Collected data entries
******************************
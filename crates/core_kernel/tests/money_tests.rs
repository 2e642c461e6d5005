//! Comprehensive unit tests for the Money module
//!
//! Tests cover money creation, arithmetic operations, rounding,
//! currency handling, and edge cases.

use core_kernel::{Currency, Money, MoneyError};
use rust_decimal_macros::dec;

mod creation {
    use super::*;

    #[test]
    fn test_new_creates_money_with_correct_amount() {
        let m = Money::new(dec!(100.50), Currency::INR);
        assert_eq!(m.amount(), dec!(100.50));
        assert_eq!(m.currency(), Currency::INR);
    }

    #[test]
    fn test_new_keeps_full_precision() {
        // Rounding happens at computed-attribute boundaries, not on construction
        let m = Money::new(dec!(100.123456789), Currency::INR);
        assert_eq!(m.amount(), dec!(100.123456789));
    }

    #[test]
    fn test_from_minor_converts_paise_correctly() {
        let m = Money::from_minor(10050, Currency::INR);
        assert_eq!(m.amount(), dec!(100.50));
    }

    #[test]
    fn test_from_minor_handles_jpy_no_decimals() {
        let m = Money::from_minor(10000, Currency::JPY);
        assert_eq!(m.amount(), dec!(10000));
    }

    #[test]
    fn test_zero_creates_zero_amount() {
        let m = Money::zero(Currency::EUR);
        assert!(m.is_zero());
        assert_eq!(m.currency(), Currency::EUR);
    }

    #[test]
    fn test_negative_amount_creation() {
        let m = Money::new(dec!(-100.00), Currency::USD);
        assert!(m.is_negative());
        assert_eq!(m.amount(), dec!(-100.00));
    }
}

mod predicates {
    use super::*;

    #[test]
    fn test_is_zero_true_for_zero_amount() {
        let m = Money::zero(Currency::INR);
        assert!(m.is_zero());
    }

    #[test]
    fn test_is_zero_false_for_positive_amount() {
        let m = Money::new(dec!(0.01), Currency::INR);
        assert!(!m.is_zero());
    }

    #[test]
    fn test_is_positive_true_for_positive_amount() {
        let m = Money::new(dec!(100.00), Currency::INR);
        assert!(m.is_positive());
    }

    #[test]
    fn test_is_positive_false_for_zero() {
        let m = Money::zero(Currency::INR);
        assert!(!m.is_positive());
    }

    #[test]
    fn test_is_positive_false_for_negative() {
        let m = Money::new(dec!(-100.00), Currency::INR);
        assert!(!m.is_positive());
    }

    #[test]
    fn test_is_negative_true_for_negative_amount() {
        let m = Money::new(dec!(-100.00), Currency::INR);
        assert!(m.is_negative());
    }

    #[test]
    fn test_is_negative_false_for_zero() {
        let m = Money::zero(Currency::INR);
        assert!(!m.is_negative());
    }
}

mod arithmetic {
    use super::*;

    #[test]
    fn test_checked_add_same_currency() {
        let a = Money::new(dec!(100.00), Currency::INR);
        let b = Money::new(dec!(50.00), Currency::INR);
        let result = a.checked_add(&b).unwrap();
        assert_eq!(result.amount(), dec!(150.00));
    }

    #[test]
    fn test_checked_add_currency_mismatch() {
        let a = Money::new(dec!(100.00), Currency::INR);
        let b = Money::new(dec!(50.00), Currency::USD);
        let result = a.checked_add(&b);
        assert!(matches!(result, Err(MoneyError::CurrencyMismatch(_, _))));
    }

    #[test]
    fn test_checked_sub_same_currency() {
        let a = Money::new(dec!(100.00), Currency::INR);
        let b = Money::new(dec!(30.00), Currency::INR);
        let result = a.checked_sub(&b).unwrap();
        assert_eq!(result.amount(), dec!(70.00));
    }

    #[test]
    fn test_checked_sub_can_go_negative() {
        let a = Money::new(dec!(30.00), Currency::INR);
        let b = Money::new(dec!(100.00), Currency::INR);
        let result = a.checked_sub(&b).unwrap();
        assert_eq!(result.amount(), dec!(-70.00));
    }

    #[test]
    fn test_add_operator_same_currency() {
        let a = Money::new(dec!(100.00), Currency::INR);
        let b = Money::new(dec!(50.00), Currency::INR);
        let result = a + b;
        assert_eq!(result.amount(), dec!(150.00));
    }

    #[test]
    fn test_sub_operator_same_currency() {
        let a = Money::new(dec!(100.00), Currency::INR);
        let b = Money::new(dec!(30.00), Currency::INR);
        let result = a - b;
        assert_eq!(result.amount(), dec!(70.00));
    }

    #[test]
    fn test_negation() {
        let m = Money::new(dec!(100.00), Currency::INR);
        let neg = -m;
        assert_eq!(neg.amount(), dec!(-100.00));
    }

    #[test]
    fn test_negation_of_negative() {
        let m = Money::new(dec!(-100.00), Currency::INR);
        let pos = -m;
        assert_eq!(pos.amount(), dec!(100.00));
    }

    #[test]
    fn test_multiply_by_scalar() {
        let m = Money::new(dec!(100.00), Currency::INR);
        let result = m.multiply(dec!(1.5));
        assert_eq!(result.amount(), dec!(150.00));
    }

    #[test]
    fn test_multiply_by_zero() {
        let m = Money::new(dec!(100.00), Currency::INR);
        let result = m.multiply(dec!(0));
        assert!(result.is_zero());
    }

    #[test]
    fn test_multiply_operator() {
        let m = Money::new(dec!(100.00), Currency::INR);
        let result = m * dec!(2);
        assert_eq!(result.amount(), dec!(200.00));
    }

    #[test]
    fn test_divide_by_scalar() {
        let m = Money::new(dec!(100.00), Currency::INR);
        let result = m.divide(dec!(4)).unwrap();
        assert_eq!(result.amount(), dec!(25.00));
    }

    #[test]
    fn test_divide_by_zero_error() {
        let m = Money::new(dec!(100.00), Currency::INR);
        let result = m.divide(dec!(0));
        assert!(matches!(result, Err(MoneyError::DivisionByZero)));
    }

    #[test]
    fn test_divide_operator() {
        let m = Money::new(dec!(100.00), Currency::INR);
        let result = m / dec!(5);
        assert_eq!(result.amount(), dec!(20.00));
    }
}

mod abs_and_rounding {
    use super::*;

    #[test]
    fn test_abs_positive() {
        let m = Money::new(dec!(100.00), Currency::INR);
        assert_eq!(m.abs().amount(), dec!(100.00));
    }

    #[test]
    fn test_abs_negative() {
        let m = Money::new(dec!(-100.00), Currency::INR);
        assert_eq!(m.abs().amount(), dec!(100.00));
    }

    #[test]
    fn test_abs_zero() {
        let m = Money::zero(Currency::INR);
        assert_eq!(m.abs().amount(), dec!(0));
    }

    #[test]
    fn test_rounded_is_half_up() {
        // 100.125 would round to 100.12 under banker's rounding
        let m = Money::new(dec!(100.125), Currency::INR);
        assert_eq!(m.rounded().amount(), dec!(100.13));
    }

    #[test]
    fn test_rounded_half_up_away_from_zero() {
        let m = Money::new(dec!(-100.125), Currency::INR);
        assert_eq!(m.rounded().amount(), dec!(-100.13));
    }

    #[test]
    fn test_rounded_is_idempotent() {
        let m = Money::new(dec!(100.126), Currency::INR);
        assert_eq!(m.rounded(), m.rounded().rounded());
    }

    #[test]
    fn test_round_to_currency_inr() {
        let m = Money::new(dec!(100.1234), Currency::INR);
        let rounded = m.round_to_currency();
        assert_eq!(rounded.amount(), dec!(100.12));
    }

    #[test]
    fn test_round_to_currency_jpy() {
        // JPY has 0 decimal places, and the midpoint rounds up
        let m = Money::new(dec!(100.50), Currency::JPY);
        let rounded = m.round_to_currency();
        assert_eq!(rounded.amount(), dec!(101));
    }
}

mod currency {
    use super::*;

    #[test]
    fn test_all_currencies_have_symbols() {
        let currencies = [
            Currency::INR,
            Currency::USD,
            Currency::EUR,
            Currency::GBP,
            Currency::JPY,
            Currency::AUD,
            Currency::CAD,
            Currency::SGD,
        ];

        for currency in currencies {
            assert!(!currency.symbol().is_empty());
            assert!(!currency.code().is_empty());
        }
    }

    #[test]
    fn test_currency_codes() {
        assert_eq!(Currency::INR.code(), "INR");
        assert_eq!(Currency::USD.code(), "USD");
        assert_eq!(Currency::EUR.code(), "EUR");
        assert_eq!(Currency::JPY.code(), "JPY");
    }

    #[test]
    fn test_currency_decimal_places() {
        assert_eq!(Currency::INR.decimal_places(), 2);
        assert_eq!(Currency::USD.decimal_places(), 2);
        assert_eq!(Currency::JPY.decimal_places(), 0);
    }

    #[test]
    fn test_from_code_round_trip() {
        let currencies = [
            Currency::INR,
            Currency::USD,
            Currency::EUR,
            Currency::GBP,
            Currency::JPY,
            Currency::AUD,
            Currency::CAD,
            Currency::SGD,
        ];

        for currency in currencies {
            assert_eq!(Currency::from_code(currency.code()), Some(currency));
        }
    }

    #[test]
    fn test_from_code_rejects_unknown() {
        assert_eq!(Currency::from_code("XAU"), None);
        assert_eq!(Currency::from_code("usd"), None);
    }

    #[test]
    fn test_currency_display() {
        assert_eq!(format!("{}", Currency::INR), "INR");
        assert_eq!(format!("{}", Currency::USD), "USD");
    }
}

mod display {
    use super::*;

    #[test]
    fn test_money_display_inr() {
        let m = Money::new(dec!(1234.56), Currency::INR);
        let display = format!("{}", m);
        assert!(display.contains("₹"));
        assert!(display.contains("1234.56"));
    }

    #[test]
    fn test_money_display_usd() {
        let m = Money::new(dec!(1234.56), Currency::USD);
        let display = format!("{}", m);
        assert!(display.contains("$"));
        assert!(display.contains("1234.56"));
    }

    #[test]
    fn test_money_display_jpy() {
        let m = Money::new(dec!(12345), Currency::JPY);
        let display = format!("{}", m);
        assert!(display.contains("¥"));
    }
}

mod rate {
    use super::*;
    use core_kernel::money::Rate;

    #[test]
    fn test_rate_from_decimal() {
        let rate = Rate::new(dec!(0.18));
        assert_eq!(rate.as_decimal(), dec!(0.18));
    }

    #[test]
    fn test_rate_from_percentage() {
        let rate = Rate::from_percentage(dec!(18.0));
        assert_eq!(rate.as_decimal(), dec!(0.18));
    }

    #[test]
    fn test_rate_as_percentage() {
        let rate = Rate::new(dec!(0.18));
        assert_eq!(rate.as_percentage(), dec!(18.0));
    }

    #[test]
    fn test_rate_zero() {
        let rate = Rate::zero();
        assert!(rate.is_zero());
        assert_eq!(rate.as_decimal(), dec!(0));
    }

    #[test]
    fn test_rate_apply() {
        let rate = Rate::from_percentage(dec!(10.0));
        let amount = Money::new(dec!(1000.00), Currency::INR);
        let result = rate.apply(&amount);
        assert_eq!(result.amount(), dec!(100.00));
    }

    #[test]
    fn test_rate_display() {
        let rate = Rate::from_percentage(dec!(5.0));
        let display = format!("{}", rate);
        assert!(display.contains("5"));
        assert!(display.contains("%"));
    }
}

mod serialization {
    use super::*;

    #[test]
    fn test_money_json_roundtrip() {
        let m = Money::new(dec!(100.50), Currency::INR);
        let json = serde_json::to_string(&m).unwrap();
        let deserialized: Money = serde_json::from_str(&json).unwrap();
        assert_eq!(m, deserialized);
    }

    #[test]
    fn test_currency_json_roundtrip() {
        let c = Currency::INR;
        let json = serde_json::to_string(&c).unwrap();
        assert_eq!(json, "\"INR\"");
        let deserialized: Currency = serde_json::from_str(&json).unwrap();
        assert_eq!(c, deserialized);
    }
}

mod equality {
    use super::*;

    #[test]
    fn test_money_equality_same_values() {
        let a = Money::new(dec!(100.00), Currency::INR);
        let b = Money::new(dec!(100.00), Currency::INR);
        assert_eq!(a, b);
    }

    #[test]
    fn test_money_inequality_different_amounts() {
        let a = Money::new(dec!(100.00), Currency::INR);
        let b = Money::new(dec!(100.01), Currency::INR);
        assert_ne!(a, b);
    }

    #[test]
    fn test_money_inequality_different_currencies() {
        let a = Money::new(dec!(100.00), Currency::INR);
        let b = Money::new(dec!(100.00), Currency::USD);
        assert_ne!(a, b);
    }

    #[test]
    fn test_money_hash_equality() {
        use std::collections::HashSet;

        let a = Money::new(dec!(100.00), Currency::INR);
        let b = Money::new(dec!(100.00), Currency::INR);

        let mut set = HashSet::new();
        set.insert(a);
        assert!(set.contains(&b));
    }
}
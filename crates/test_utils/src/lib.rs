//! Shared test support for the billing workspace
//!
//! Everything the crate-level test suites lean on lives here: canned
//! fixtures, builders for assembling billing scenarios, in-memory port
//! implementations that stand in for PostgreSQL, money-aware assertions,
//! and proptest generators.
//!
//! # Modules
//!
//! - `fixtures`: canned clients, projects, and billing contexts
//! - `builders`: fluent construction of test entities
//! - `memory`: in-memory implementations of the billing ports
//! - `assertions`: assertion helpers for money and period types
//! - `generators`: proptest strategies for domain values

pub mod fixtures;
pub mod builders;
pub mod memory;
pub mod assertions;
pub mod generators;

pub use fixtures::*;
pub use builders::*;
pub use memory::*;
pub use assertions::*;
pub use generators::*;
******************************
TASK
Report each line of the data in which "filename" occurs.

OUTPUT
filename crates/core_kernel/tests/money_tests.rs
filename crates/test_utils/src/lib.rs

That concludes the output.